Nous comprenons qu’avec son instinct des grands effets, M. Berlioz ait essayé de s’inspirer du génie de Michel-Ange et de reproduire en musique la page gigantesque du jugement dernier. Chargé, en 1837, de composer une messe de Requiem pour un service funèbre en l’honneur des victimes de juillet, M. Berlioz écrivit l’ouvrage que nous connaissons, toutefois la cérémonie projetée n’eut pas lieu, et la nouvelle partition fut destinée aux obsèques du général Damrémont, qui furent célébrées dans l’église des Invalides. Dans l’un et l’autre cas, on mettait à la disposition du compositeur un local vaste et sonore, ainsi que toutes les ressources dont il pouvait avoir besoin. M. Berlioz, en profita largement. Sa prose fut conçue dans les proportions de la musique de festival. L’effet répondit à tant d’efforts.
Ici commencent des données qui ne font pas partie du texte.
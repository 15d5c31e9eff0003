use crate::world::BlockId;
use serde::{Deserialize, Serialize};
use std::fmt;

/// An item produced by breaking a block
#[derive(Debug, Clone, Copy, PartialEq, Eq, Hash, Serialize, Deserialize)]
#[serde(rename_all = "snake_case")]
pub enum Item {
    /// The item form of a placeable block
    Block(BlockId),
    Coal,
    Diamond,
    Emerald,
    LapisLazuli,
    Redstone,
    RawIron,
    RawGold,
    RawCopper,
    NetherQuartz,
    Flint,
    ClayBall,
    GlowstoneDust,
    Snowball,
    Book,
    #[serde(rename = "string")]
    Twine,
}

impl Item {
    /// The block this item places, if any
    pub fn as_block(&self) -> Option<BlockId> {
        match self {
            Item::Block(id) => Some(*id),
            _ => None,
        }
    }
}

impl fmt::Display for Item {
    fn fmt(&self, f: &mut fmt::Formatter<'_>) -> fmt::Result {
        match self {
            Item::Block(id) => write!(f, "{}", id),
            other => write!(f, "{:?}", other),
        }
    }
}

/// A stack of items dropped into the world
#[derive(Debug, Clone, Copy, PartialEq, Eq, Serialize, Deserialize)]
pub struct ItemDrop {
    pub item: Item,
    pub count: u32,
}

impl ItemDrop {
    pub const fn new(item: Item, count: u32) -> Self {
        Self { item, count }
    }

    pub const fn single(item: Item) -> Self {
        Self { item, count: 1 }
    }
}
Cette grande phrase de plain-chant, articulée d’abord par les basses, ces accens timides des soprani, ces deux motifs marchant, ensemble, ces mouvemens impétueux de l’orchestre aussitôt comprimés, cette fanfare des cuivres qui éclate sur le Tuba mirum et semble se répercuter aux quatre coins du monde, ces syncopes terribles, ces voix menaçantes qui s’élèvent sur le roulement profonde des timbales, toutes ces images présentées avec une si effrayante réalité, produiront toujours une vive impression sur les masses. C’est ce dont on a pu juger récemment encore dans l’église de Saint-Eustache.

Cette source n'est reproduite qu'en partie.